An analog-based weather generator using re-forecast data

Accurately estimating the risks of weather-related impacts requires comprehensively simulating weather conditions that could occur but have not occurred in the historical record. This is the aim of weather generators. Analog-based weather generators exploit the fact that the large-scale atmospheric circulation constrains regional weather and generate multivariate spatiotemporal meteorological fields by resampling historical data. During the resampling, constraints are employed to ensure that successive samples have consistent circulation patterns. Compared to other types of weather generators, resampling-based methods have the advantage that dependencies between variables and between locations are automatically correctly captured. However, the generated time series are limited to observed ranges, and even “close” analogs in the historical record are relatively far away from each other.

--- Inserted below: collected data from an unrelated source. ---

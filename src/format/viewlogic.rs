//! Viewlogic `.net` + `.pkg` netlists.
//!
//! The package file declares components, the net file connects their pins:
//!
//! ```text
//! 74LS00;DIP14;U1,U2          (value;package;references)
//! VCC;U1^14,U2^14,            (net;reference^pin,...)
//!     C1^1
//! ```
//!
//! A record whose last item is followed by a comma continues on the next line.
//! Spaces may surround separators but never appear inside a name.

use std::collections::HashMap;

use logos::Logos;

use crate::context::ParserContext;
use crate::error::{FormatError, Warning};
use crate::format::Format;
use crate::raw::{RawComponent, RawNetlist, RawPin};

#[derive(Clone, Copy, Debug, PartialEq, Eq)]
enum TokenKind {
    Semicolon,
    Comma,
    Caret,
    Text,
    Error,
}

#[derive(Clone, Copy, Debug, PartialEq, Eq)]
struct Token<'a> {
    kind: TokenKind,
    text: &'a str,
}

#[derive(Logos, Clone, Copy, Debug, PartialEq, Eq)]
enum LogosTokenKind {
    #[token(";")]
    Semicolon,
    #[token(",")]
    Comma,
    #[token("^")]
    Caret,
    #[regex(r"[^;,^ \t\r\n]+")]
    Text,
    #[regex(r"[ \t\r\n]+", logos::skip)]
    WS,
}

/// Tokens of one logical record
fn tokens(record: &str) -> Vec<Token<'_>> {
    LogosTokenKind::lexer(record)
        .spanned()
        .map(|(kind, span)| {
            let kind = match kind {
                Ok(LogosTokenKind::Semicolon) => TokenKind::Semicolon,
                Ok(LogosTokenKind::Comma) => TokenKind::Comma,
                Ok(LogosTokenKind::Caret) => TokenKind::Caret,
                Ok(LogosTokenKind::Text) => TokenKind::Text,
                Ok(LogosTokenKind::WS) => unreachable!(),
                Err(_) => TokenKind::Error,
            };
            Token {
                kind,
                text: &record[span],
            }
        })
        .collect()
}

/// Two text tokens in a row are one name with a space in it
fn has_inner_space(tokens: &[Token]) -> bool {
    tokens
        .windows(2)
        .any(|w| w[0].kind == TokenKind::Text && w[1].kind == TokenKind::Text)
}

/// One record joined from its continuation lines
struct Record {
    line: usize,
    text: String,
}

/// Next logical record, skipping `|` comment lines
fn next_record(ctx: &mut ParserContext) -> Option<Record> {
    let (line, first) = loop {
        let (line, text) = ctx.next_line()?;
        if !text.trim_start().starts_with('|') {
            break (line, text);
        }
    };
    let mut text = first.trim().to_owned();
    while text.ends_with(',') {
        let Some((_, next)) = ctx.next_line() else {
            break;
        };
        text.push_str(next.trim());
    }
    Some(Record { line, text })
}

/// Items of a comma separated list, each a run of tokens. A trailing comma is allowed.
fn split_items<'t, 'a>(tokens: &'t [Token<'a>]) -> Vec<&'t [Token<'a>]> {
    let mut items: Vec<&[Token]> = tokens.split(|t| t.kind == TokenKind::Comma).collect();
    if items.last().is_some_and(|item| item.is_empty()) {
        items.pop();
    }
    items
}

fn field<'a>(tokens: &[Token<'a>]) -> Option<&'a str> {
    match tokens {
        [] => Some(""),
        [Token {
            kind: TokenKind::Text,
            text,
        }] => Some(*text),
        _ => None,
    }
}

/// `value;package;ref,ref,...`
fn parse_package(record: &Record, netlist: &mut RawNetlist) -> Result<(), FormatError> {
    let toks = tokens(&record.text);
    let fields: Vec<&[Token]> = toks.split(|t| t.kind == TokenKind::Semicolon).collect();
    let malformed = |message: &str| FormatError::Malformed {
        line: record.line,
        text: record.text.clone(),
        message: format!("package file: {message}"),
    };
    if has_inner_space(&toks) {
        return Err(malformed("names must not contain spaces"));
    }
    let [value, package, references] = fields.as_slice() else {
        return Err(malformed("expected `value;package;references`"));
    };
    let value = field(value).ok_or_else(|| malformed("bad part value"))?;
    let package = field(package).ok_or_else(|| malformed("bad package name"))?;

    for item in split_items(references) {
        let Some(reference) = field(item).filter(|r| !r.is_empty()) else {
            return Err(malformed("bad component reference"));
        };
        netlist.components.push(RawComponent {
            line: record.line,
            timestamp: None,
            footprint: (!package.is_empty()).then(|| package.to_owned()),
            reference: reference.to_owned(),
            value: value.to_owned(),
            forced: vec![],
            pins: vec![],
        });
    }
    Ok(())
}

/// `net;ref^pin,ref^pin,...`
fn parse_net(
    record: &Record,
    index: &HashMap<String, usize>,
    netlist: &mut RawNetlist,
) -> Result<(), FormatError> {
    let toks = tokens(&record.text);
    let malformed = |message: &str| FormatError::Malformed {
        line: record.line,
        text: record.text.clone(),
        message: message.to_owned(),
    };
    if has_inner_space(&toks) {
        return Err(malformed("names must not contain spaces"));
    }
    let (net, nodes) = match toks.as_slice() {
        [Token {
            kind: TokenKind::Text,
            text,
        }, Token {
            kind: TokenKind::Semicolon,
            ..
        }, rest @ ..] => (*text, rest),
        _ => return Err(malformed("expected `net;reference^pin,...`")),
    };

    for node in split_items(nodes) {
        let [Token {
            kind: TokenKind::Text,
            text: reference,
        }, Token {
            kind: TokenKind::Caret,
            ..
        }, Token {
            kind: TokenKind::Text,
            text: pin,
        }] = node
        else {
            return Err(malformed("expected `reference^pin`"));
        };
        match index.get(*reference) {
            Some(&i) => netlist.components[i].pins.push(RawPin::new(*pin, net)),
            None => {
                let warning = Warning::UnknownReference {
                    reference: (*reference).to_owned(),
                    context: format!("Net {net}"),
                };
                log::warn!("{warning}");
                netlist.warnings.push(warning);
            }
        }
    }
    Ok(())
}

pub(crate) fn parse(
    net: &mut ParserContext,
    pkg: &mut ParserContext,
) -> Result<RawNetlist, FormatError> {
    let mut netlist = RawNetlist::new(Format::ViewlogicNetPkg);

    while let Some(record) = next_record(pkg) {
        parse_package(&record, &mut netlist)?;
    }

    let mut index = HashMap::new();
    for (i, component) in netlist.components.iter().enumerate() {
        index.entry(component.reference.clone()).or_insert(i);
    }

    while let Some(record) = next_record(net) {
        parse_net(&record, &index, &mut netlist)?;
    }
    log::debug!(
        "Read {} packaged components from the .pkg file",
        netlist.components.len()
    );
    Ok(netlist)
}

We overcome these limitations by constructing a (daily) analog weather generator using ECMWF extended ensemble forecast hindcast (re-forecast) data, which provides a much larger sample size and the ability to sample values larger than the observed records. We choose this dataset because it has high spatial resolution and provides a large set of states from a relatively constant climate, while model biases remain limited because the forecasts are initialized from reanalysis data. With the ensemble hindcasts, we can also assess how “close” analogs are compared to typical ensemble spreads. We test our methodology by applying it to simulate weather over a European domain. Analogs are defined in terms of geopotential height at 500hPa and computed over an extended region including parts of the North Atlantic. With our approach, we can find better analogs compared to a baseline using only ERA5 data. We evaluate key properties of the simulated time series, such as their annual cycle, extremes, and lengths of wet and dry spells. The weather generator can be widely applied to estimate potential climate impacts, for instance with impact models. It is especially useful in cases where an accurate representation of dependencies between variables or across space is important for the impacts, which is the case for a number of different types of compound events.